Wir sind also solidarisch und zugleich kritisch mit Recht-auf-Stadt und dieser Demo. Kritik und Solidarität sind dabei keine sich ausschließenden Gegensätze, sondern lassen sich produktiv aufeinander beziehen. Es gibt nicht die richtige Praxis der Aneignung der Stadt. Und auch nicht das wichtigere Thema. Wir brauchen die ganze Palette an Dingen, die Stadt bedeuten kann, ebenso wie unterschiedliche Aktionsformen. Bei einem gleichzeitigen Austausch und der gegenseitigen kritischen Auseinandersetzung, bei der es nicht um ein „Ihr-macht-doch-sowieso-alles-falsch“, sondern vielmehr um das „Wie-machen-wir-es-zusammen-beim-nächsten-mal-anders?“ geht. Die Diskussion, ob nun Hausbesetzungen ohne Verhandlungen oder Verhandlungen ohne Hausbesetzungen zum Ziel führen werden, ist nur eines von vielen Beispielen, die eine erfolgreiche Praxis schon im Voraus verhindern.

Recht auf Stadt ist eine Chance, wenn wir Differenz, d.h. Pluralität in unseren Praxen zulassen, indem wir uns solidarisch aufeinander beziehen und zwar nicht trotz, sondern wegen einer kritischen Positionierung. Kritik ist also keine Distanz, nichts was uns trennt, sondern Nähe, etwas, dass uns vereint. Oder wie heißt es so schön: Kritik ist die Liebe unter den Genoss_innen. Kritik schafft Handlungsmacht.

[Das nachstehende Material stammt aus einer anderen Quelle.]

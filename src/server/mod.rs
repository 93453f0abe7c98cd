use std::io::{Error, ErrorKind, Result};
use std::sync::Arc;

use serde::Deserialize;

use crate::display::Display;
use crate::lights::LightController;
use crate::link::Connector;

pub mod control;

/// Body sent for every recognized route.
pub const RECEIVED: &str = "Received request.";

/// Body sent for every unrecognized route.
pub const INVALID: &str = "Invalid request.";

/// The `[server]` table of the configuration file.
#[derive(Deserialize, Clone, Debug, PartialEq, Eq)]
pub struct Configuration {
  /// The address the http listener binds to, e.g. `0.0.0.0:8080`.
  pub addr: String,
}

/// Collects the shared handles the http routes operate on.
pub struct StateBuilder<C>
where
  C: Connector,
{
  /// The led strip.
  lights: Option<Arc<LightController<C>>>,

  /// The room's screen.
  display: Option<Arc<Display>>,
}

impl<C> Default for StateBuilder<C>
where
  C: Connector,
{
  fn default() -> Self {
    Self {
      lights: None,
      display: None,
    }
  }
}

impl<C> StateBuilder<C>
where
  C: Connector,
{
  pub fn lights(mut self, lights: Arc<LightController<C>>) -> Self {
    self.lights = Some(lights);
    self
  }

  pub fn display(mut self, display: Display) -> Self {
    self.display = Some(Arc::new(display));
    self
  }

  pub fn build(self) -> Result<State<C>> {
    let lights = self
      .lights
      .ok_or_else(|| Error::new(ErrorKind::Other, "missing light controller"))?;
    let display = self.display.unwrap_or_default();

    Ok(State { lights, display })
  }
}

/// Shared by every request. Cloning is cheap; all clones drive the same strip.
pub struct State<C>
where
  C: Connector,
{
  /// The led strip.
  lights: Arc<LightController<C>>,

  /// The room's screen.
  display: Arc<Display>,
}

impl<C> Clone for State<C>
where
  C: Connector,
{
  fn clone(&self) -> Self {
    Self {
      lights: Arc::clone(&self.lights),
      display: Arc::clone(&self.display),
    }
  }
}

impl<C> State<C>
where
  C: Connector,
{
  pub fn builder() -> StateBuilder<C> {
    StateBuilder::default()
  }

  pub fn lights(&self) -> Arc<LightController<C>> {
    Arc::clone(&self.lights)
  }
}

/// Builds the http application with every route registered.
pub fn app<C>(state: State<C>) -> tide::Server<State<C>>
where
  C: Connector,
{
  let mut app = tide::with_state(state);

  app.at("/base").get(control::base::<C>);
  app.at("/hint").get(control::hint::<C>);
  app.at("/victory").get(control::victory::<C>);
  app.at("/blank").get(control::blank::<C>);
  app.at("/space").get(control::space::<C>);
  app.at("/status").get(control::status::<C>);
  app.at("/:page").get(control::page::<C>);

  app.at("/").all(control::missing::<C>);
  app.at("/*").all(control::missing::<C>);
  app
}

pub async fn listen<C, S>(state: State<C>, addr: S) -> std::io::Result<()>
where
  C: Connector,
  S: std::convert::AsRef<str>,
{
  log::info!("listening on '{}'", addr.as_ref());
  app(state).listen(addr.as_ref()).await
}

Wir wünschen uns also einen dauerhaften, kritischen und solidarischen Umgang miteinander, und genau da schließt sich auch schon der Kreis: Denn dafür brauchen wir Räume, Plätze, Straßen – die Stadt. Und eben auch einen besonderen Raum, der uns alle regelmäßig zusammenführt, der Vernetzung, Organisierung und Austausch ermöglicht: Jena braucht ein autonomes Zentrum!